For example, a folding hand saw is used by many people in the survival and bushcraft communities but they are generally considered pruning saws. As such, they’re grouped in the Pruning Saw section.

Also, please remember this page only contains saws meant for cutting timber; felling, pruning, and trimming. While it’s possible to use a circular saw to cut a tree branch I wouldn’t advise it.

They’re not meant for trimming trees and because of that, I won’t be adding them to the list. The same goes for the other saws designed for something other than cutting trees. Now that we’re on the same page, let’s get started.

Pruning Saw

Folding Hand Saw

The first kind of saw on our list is the pruning saw. A pruning saw typically has a curved blade between 6 inches – 12 inches in length. They are used, as their name implies, for pruning trees.

Pruning is the process in which you trim and remove dead or overgrown branches in order to increase the growth of the tree.

They’re used by arborists, landscapers, gardeners, homeowners, campers, and even survival enthusiasts.

Pruning saws are hand saws because they’re not gas or electric-powered. They’re held in your hand and you’re the power behind the tool. As such, many people refer to a pruning saw as a hand saw which is understandable.

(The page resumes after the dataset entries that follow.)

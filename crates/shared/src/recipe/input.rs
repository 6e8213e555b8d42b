use serde::{Deserialize, Deserializer, Serialize};
use std::collections::BTreeSet;
use validator::{Validate, ValidationError};

use super::Difficulty;

/// Recipe draft as handed over by a form or an import file.
#[derive(Validate, Serialize, Deserialize, Clone, Debug, Default, PartialEq)]
#[serde(rename_all = "camelCase")]
pub struct RecipeInput {
    #[validate(length(max = 100), custom(function = "not_blank"))]
    pub title: String,
    #[validate(length(max = 2000), custom(function = "not_blank"))]
    pub description: String,
    #[serde(default)]
    pub ingredients: Vec<String>,
    #[serde(default)]
    pub instructions: Vec<String>,
    #[serde(default)]
    pub prep_time: Option<u32>,
    #[serde(default)]
    pub cooking_time: Option<u32>,
    #[validate(range(min = 1))]
    #[serde(default)]
    pub servings: Option<u32>,
    #[validate(custom(function = "no_blank_tag"))]
    #[serde(default)]
    pub tags: BTreeSet<String>,
    #[serde(default)]
    pub difficulty: Option<Difficulty>,
}

impl RecipeInput {
    pub fn new(title: impl Into<String>, description: impl Into<String>) -> Self {
        Self {
            title: title.into(),
            description: description.into(),
            ..Default::default()
        }
    }

    pub fn with_ingredients<I, S>(mut self, ingredients: I) -> Self
    where
        I: IntoIterator<Item = S>,
        S: Into<String>,
    {
        self.ingredients = ingredients.into_iter().map(Into::into).collect();
        self
    }

    pub fn with_instructions<I, S>(mut self, instructions: I) -> Self
    where
        I: IntoIterator<Item = S>,
        S: Into<String>,
    {
        self.instructions = instructions.into_iter().map(Into::into).collect();
        self
    }

    pub fn with_tags<I, S>(mut self, tags: I) -> Self
    where
        I: IntoIterator<Item = S>,
        S: Into<String>,
    {
        self.tags = tags.into_iter().map(Into::into).collect();
        self
    }

    pub fn with_prep_time(mut self, minutes: u32) -> Self {
        self.prep_time = Some(minutes);
        self
    }

    pub fn with_cooking_time(mut self, minutes: u32) -> Self {
        self.cooking_time = Some(minutes);
        self
    }

    pub fn with_servings(mut self, servings: u32) -> Self {
        self.servings = Some(servings);
        self
    }

    pub fn with_difficulty(mut self, difficulty: Difficulty) -> Self {
        self.difficulty = Some(difficulty);
        self
    }

    /// Trims every text field and drops blank tags. Ingredient and
    /// instruction entries holding several lines become one entry per line.
    pub fn normalized(self) -> Self {
        Self {
            title: self.title.trim().to_owned(),
            description: self.description.trim().to_owned(),
            ingredients: split_entries(&self.ingredients),
            instructions: split_entries(&self.instructions),
            tags: trim_entries(self.tags),
            ..self
        }
    }
}

/// Partial update. `None` keeps the stored value; for optional fields
/// `Some(None)` clears it.
#[derive(Deserialize, Clone, Debug, Default, PartialEq)]
#[serde(rename_all = "camelCase")]
pub struct RecipePatch {
    pub title: Option<String>,
    pub description: Option<String>,
    pub ingredients: Option<Vec<String>>,
    pub instructions: Option<Vec<String>>,
    #[serde(default, deserialize_with = "double_option")]
    pub prep_time: Option<Option<u32>>,
    #[serde(default, deserialize_with = "double_option")]
    pub cooking_time: Option<Option<u32>>,
    #[serde(default, deserialize_with = "double_option")]
    pub servings: Option<Option<u32>>,
    pub tags: Option<BTreeSet<String>>,
    #[serde(default, deserialize_with = "double_option")]
    pub difficulty: Option<Option<Difficulty>>,
}

impl RecipePatch {
    pub fn is_empty(&self) -> bool {
        self == &Self::default()
    }
}

/// Splits multi-line form input into trimmed, non-empty entries.
pub fn parse_lines(text: &str) -> Vec<String> {
    text.lines()
        .map(str::trim)
        .filter(|line| !line.is_empty())
        .map(ToOwned::to_owned)
        .collect()
}

fn split_entries(entries: &[String]) -> Vec<String> {
    entries.iter().flat_map(|entry| parse_lines(entry)).collect()
}

fn trim_entries(entries: BTreeSet<String>) -> BTreeSet<String> {
    entries
        .into_iter()
        .map(|entry| entry.trim().to_owned())
        .filter(|entry| !entry.is_empty())
        .collect()
}

fn double_option<'de, T, D>(deserializer: D) -> Result<Option<Option<T>>, D::Error>
where
    T: Deserialize<'de>,
    D: Deserializer<'de>,
{
    Option::<T>::deserialize(deserializer).map(Some)
}

fn not_blank(value: &str) -> Result<(), ValidationError> {
    if value.trim().is_empty() {
        return Err(ValidationError::new("blank").with_message("must not be blank".into()));
    }

    Ok(())
}

fn no_blank_tag(tags: &BTreeSet<String>) -> Result<(), ValidationError> {
    if tags.iter().any(|tag| tag.trim().is_empty()) {
        return Err(ValidationError::new("blank_tag").with_message("tags must not be blank".into()));
    }

    Ok(())
}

Related: Best Hand Saws for Cutting Trees

The TPI (teeth per inch) varies between brands but most offer several options from coarse to fine. A coarse blade has lower TPI, typically between 5 – 10 while a fine blade has 11+ TPI.

A coarse blade is best for pruning and trimming fresh and softwood while a fine blade is better for cutting hardwood.

A folding hand saw is another type of pruning saw. They serve the same function with the difference of having a blade that folds into the handle. This is especially useful when packing a saw along for a hike or having the option of putting it in your pocket.

Aside from pruning, they’re a popular saw for camping because you can throw one in a backpack and forget about it until you need it. The best folding hand saws aren’t too expensive, ranging in price from $15 – $40.

Bow Saw

Bow Saw
Bow Saws on Amazon →

A bow saw is an all-around great saw for trimming, cutting logs, and pruning. They’re designed to cut on both the pull and the push. A single saw blade is stretched tight between either side of the bow.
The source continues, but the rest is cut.